Park Abbey in Heverlee

Park Abbey is one of the best preserved abbeys in the Low Countries. Five different gates, a fishpond, a water mill, a farmstead, a garden, a monastery complex, a church and a cemetery make up this unique abbey. This green location is a great place for walking and you can completely unwind in the great outdoors. You will also find the Parcum Museum, the contemporary museum for religious art and culture in Flanders. Afterwards you can enjoy an ice cream or pancake at Brasserie De Abdijmolen overlooking the pond.

Abbey of Vlierbeek in Kessel-Lo

The former abbey of Vlierbeek is located in the green part of Kessel-Lo and has been the center of the parish of Our Lady of Vlierbeek since the abolition of the monasteries. Like Abbey of Park, this walled abbey offers peace to many a cyclist and hiker. Here you can also settle down in the tavern “In den rozenkrans” for a delicious glass of beer and a hot meal or small snack.

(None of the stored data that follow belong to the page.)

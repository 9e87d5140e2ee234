//! Infrastructure Layer - Adapters and external integrations.
//!
//! This layer contains the concrete implementations of the port interfaces
//! defined in the application layer, plus the built-in broker plugins.

/// Built-in broker plugins (Kotak, Dhan sandbox, Wisdom).
pub mod brokers;

/// Configuration loading.
pub mod config;

/// Health check HTTP endpoint.
pub mod health;

/// In-process transport for tests and replays.
pub mod loopback;

/// Prometheus metrics instrumentation.
pub mod metrics;

/// Plugin directory discovery and `plugin.json` metadata.
pub mod plugins;

/// Caller-level reconnect supervision with backoff.
pub mod supervisor;

/// OpenTelemetry tracing integration.
pub mod telemetry;

/// WebSocket transport over tokio-tungstenite.
pub mod websocket;
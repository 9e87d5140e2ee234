//! Application Layer - Use cases and port definitions.
//!
//! This layer contains the application services and port interfaces
//! that define how broker plugins plug into the gateway.

/// Port interfaces for plugins and external systems (transport, metadata).
pub mod ports;

/// Application services for adapters, plugin loading, and the registry.
pub mod services;
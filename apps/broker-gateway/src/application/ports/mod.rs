//! Application Ports (Driver and Driven)
//!
//! Ports define the seams a broker plugin plugs into and the external
//! systems the framework drives.
//!
//! ## Plugin Ports (every broker provides)
//!
//! - `Authenticator`: credentials → broker session
//! - `AdapterFactory`: session + transport → streaming adapter
//! - `MessageNormalizer` / `SubscriptionEncoder`: native ↔ canonical frames
//! - `MarginCalculator`: optional margin API translation
//!
//! ## Driven Ports (Outbound)
//!
//! - `Transport`: bidirectional text-framed connection
//! - `DescriptorSource`: plugin metadata lookup

mod adapter_factory_port;
mod auth_port;
mod descriptor_port;
mod margin_port;
mod normalizer_port;
mod transport_port;

pub use adapter_factory_port::AdapterFactory;
pub use auth_port::{AuthError, Authenticator, BrokerSession, CredentialField, Credentials};
#[cfg(test)]
pub use descriptor_port::MockDescriptorSource;
pub use descriptor_port::{DescriptorSource, StaticDescriptorSource};
pub use margin_port::{MarginCalculator, MarginError};
pub use normalizer_port::{MessageNormalizer, NativeSubscription, ParseError, SubscriptionEncoder};
pub use transport_port::{FrameSink, FrameSource, Transport, TransportError};
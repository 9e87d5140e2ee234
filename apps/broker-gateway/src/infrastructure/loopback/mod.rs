//! Loopback Transport
//!
//! In-process [`Transport`] for replaying captured broker sessions and for
//! driving adapters in tests. Each queued connection hands out a
//! [`LoopbackHandle`] that injects inbound frames and records outbound
//! ones.

use std::collections::VecDeque;
use std::sync::Arc;
use std::sync::atomic::{AtomicBool, AtomicUsize, Ordering};

use async_trait::async_trait;
use parking_lot::Mutex;
use tokio::sync::mpsc;

use crate::application::ports::{FrameSink, FrameSource, Transport, TransportError};

type Inbound = Result<String, TransportError>;

enum PendingOpen {
    Connection {
        inbound: mpsc::UnboundedReceiver<Inbound>,
        wire: Arc<Wire>,
    },
    Fail(TransportError),
    Stall,
}

#[derive(Debug, Default)]
struct Wire {
    sent: Mutex<Vec<String>>,
    closed: AtomicBool,
    fail_sends: AtomicBool,
}

// =============================================================================
// Transport
// =============================================================================

/// Queue-driven in-process transport.
pub struct LoopbackTransport {
    endpoint: String,
    pending: Mutex<VecDeque<PendingOpen>>,
    opens: AtomicUsize,
}

impl LoopbackTransport {
    /// Create a transport with nothing queued.
    #[must_use]
    pub fn new(endpoint: impl Into<String>) -> Self {
        Self {
            endpoint: endpoint.into(),
            pending: Mutex::new(VecDeque::new()),
            opens: AtomicUsize::new(0),
        }
    }

    /// Queue a connection for the next `open` and return its handle.
    #[must_use]
    pub fn expect_connection(&self) -> LoopbackHandle {
        let (tx, rx) = mpsc::unbounded_channel();
        let wire = Arc::new(Wire::default());
        self.pending.lock().push_back(PendingOpen::Connection {
            inbound: rx,
            wire: Arc::clone(&wire),
        });
        LoopbackHandle { inbound: tx, wire }
    }

    /// Make the next `open` fail.
    pub fn fail_next_open(&self, error: TransportError) {
        self.pending.lock().push_back(PendingOpen::Fail(error));
    }

    /// Make the next `open` never complete.
    pub fn stall_next_open(&self) {
        self.pending.lock().push_back(PendingOpen::Stall);
    }

    /// Number of `open` calls so far.
    #[must_use]
    pub fn open_count(&self) -> usize {
        self.opens.load(Ordering::SeqCst)
    }
}

#[async_trait]
impl Transport for LoopbackTransport {
    async fn open(&self) -> Result<(Box<dyn FrameSink>, Box<dyn FrameSource>), TransportError> {
        self.opens.fetch_add(1, Ordering::SeqCst);
        let next = self.pending.lock().pop_front();

        match next {
            Some(PendingOpen::Connection { inbound, wire }) => Ok((
                Box::new(LoopbackSink { wire }),
                Box::new(LoopbackSource { inbound }),
            )),
            Some(PendingOpen::Fail(error)) => Err(error),
            Some(PendingOpen::Stall) => std::future::pending().await,
            None => Err(TransportError::ConnectFailed(
                "no loopback connection queued".to_string(),
            )),
        }
    }

    fn endpoint(&self) -> &str {
        &self.endpoint
    }
}

// =============================================================================
// Handle
// =============================================================================

/// Test-side end of one loopback connection. Dropping it ends the inbound
/// stream, which the adapter sees as the peer closing.
#[derive(Debug)]
pub struct LoopbackHandle {
    inbound: mpsc::UnboundedSender<Inbound>,
    wire: Arc<Wire>,
}

impl LoopbackHandle {
    /// Deliver an inbound frame. Returns false once the reader is gone.
    pub fn push(&self, frame: impl Into<String>) -> bool {
        self.inbound.send(Ok(frame.into())).is_ok()
    }

    /// Deliver an inbound read error.
    pub fn push_error(&self, error: TransportError) -> bool {
        self.inbound.send(Err(error)).is_ok()
    }

    /// Frames the adapter has sent so far.
    #[must_use]
    pub fn sent(&self) -> Vec<String> {
        self.wire.sent.lock().clone()
    }

    /// Whether the adapter closed its end.
    #[must_use]
    pub fn is_closed(&self) -> bool {
        self.wire.closed.load(Ordering::SeqCst)
    }

    /// Make every following send fail.
    pub fn fail_sends(&self) {
        self.wire.fail_sends.store(true, Ordering::SeqCst);
    }

    /// End the inbound stream.
    pub fn hang_up(self) {
        drop(self);
    }
}

// =============================================================================
// Halves
// =============================================================================

struct LoopbackSink {
    wire: Arc<Wire>,
}

#[async_trait]
impl FrameSink for LoopbackSink {
    async fn send(&mut self, frame: String) -> Result<(), TransportError> {
        if self.wire.closed.load(Ordering::SeqCst) {
            return Err(TransportError::Closed);
        }
        if self.wire.fail_sends.load(Ordering::SeqCst) {
            return Err(TransportError::SendFailed("loopback send failure".to_string()));
        }
        self.wire.sent.lock().push(frame);
        Ok(())
    }

    async fn close(&mut self) -> Result<(), TransportError> {
        self.wire.closed.store(true, Ordering::SeqCst);
        Ok(())
    }
}

struct LoopbackSource {
    inbound: mpsc::UnboundedReceiver<Inbound>,
}

#[async_trait]
impl FrameSource for LoopbackSource {
    async fn next_frame(&mut self) -> Option<Result<String, TransportError>> {
        self.inbound.recv().await
    }
}

#[cfg(test)]
mod tests {
    use super::*;

    #[tokio::test]
    async fn open_without_queue_fails() {
        let transport = LoopbackTransport::new("loopback://test");
        let result = transport.open().await;
        assert!(matches!(result, Err(TransportError::ConnectFailed(_))));
        assert_eq!(transport.open_count(), 1);
    }

    #[tokio::test]
    async fn queued_connection_carries_frames_both_ways() {
        let transport = LoopbackTransport::new("loopback://test");
        let handle = transport.expect_connection();

        let (mut sink, mut source) = transport.open().await.unwrap();
        sink.send("hello".to_string()).await.unwrap();
        assert_eq!(handle.sent(), vec!["hello".to_string()]);

        assert!(handle.push("world"));
        assert_eq!(source.next_frame().await, Some(Ok("world".to_string())));

        handle.hang_up();
        assert_eq!(source.next_frame().await, None);
    }

    #[tokio::test]
    async fn failures_are_served_in_order() {
        let transport = LoopbackTransport::new("loopback://test");
        transport.fail_next_open(TransportError::ConnectFailed("refused".to_string()));
        let _handle = transport.expect_connection();

        assert!(transport.open().await.is_err());
        assert!(transport.open().await.is_ok());
    }

    #[tokio::test]
    async fn closed_sink_rejects_sends() {
        let transport = LoopbackTransport::new("loopback://test");
        let handle = transport.expect_connection();
        let (mut sink, _source) = transport.open().await.unwrap();

        sink.close().await.unwrap();
        assert!(handle.is_closed());
        assert_eq!(sink.send("x".to_string()).await, Err(TransportError::Closed));
    }
}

Visit the Central University Library (including ascending the tower )

This is without a doubt the most American building in our city and at the same time a monument to the memory of the First World War. We’ll tell you the remarkable history of this building and visit the beautiful reading room. Then we ascend the five floors of the tower. A photo exhibition along the way shows you the ups and downs of the building, you pass the bells of the carillon, and at the end of a long climb you are rewarded with a beautiful view of the city.

The Dijle river in Leuven: curse or blessing?

Leuven owes its origin and its economic prosperity in the Middle Ages to the Dijle: ships moored in the harbor near the Vismarkt, millers used the river’s water as motive power and brewers made beer with it. But the Dijle also caused inconvenience: cellars that regularly flooded and sometimes severe floods that flooded entire city neighborhoods. Throughout the centuries, the city has always tried to control the fast meandering river. The vision of how best to do this has also evolved: major infrastructure works have made way for an ecological approach that restores the wet valley floors upstream of Leuven as a natural flood zone.

The first medieval city wall

Around the middle of the 12th century, Leuven was surrounded by a wall of almost three kilometers, interrupted by eleven stone gates. A good century later, the area enclosing that wall was completely built up, so a new and larger city wall was erected about 1360. The old ring wall lost its function and gradually fell into disrepair. Yet today, among the buildings in the center, we still find several remnants of that first stone city defense. Leuven is probably even the Flemish city that still retains most of its oldest walls.

On this walk, our guides will tell you all about the military significance, archaeological value and historical importance of the city walls.

Leuven through the eyes of Dieric Bouts

Dieric Bouts was one of the most important Flemish Primitives, alongside Jan Van Eyck and Rogier Van der Weyden. In Leuven, you can still admire ‘The Last Supper’ and ‘The Martyrdom of Saint Erasmus’, on the very spot for which they were painted.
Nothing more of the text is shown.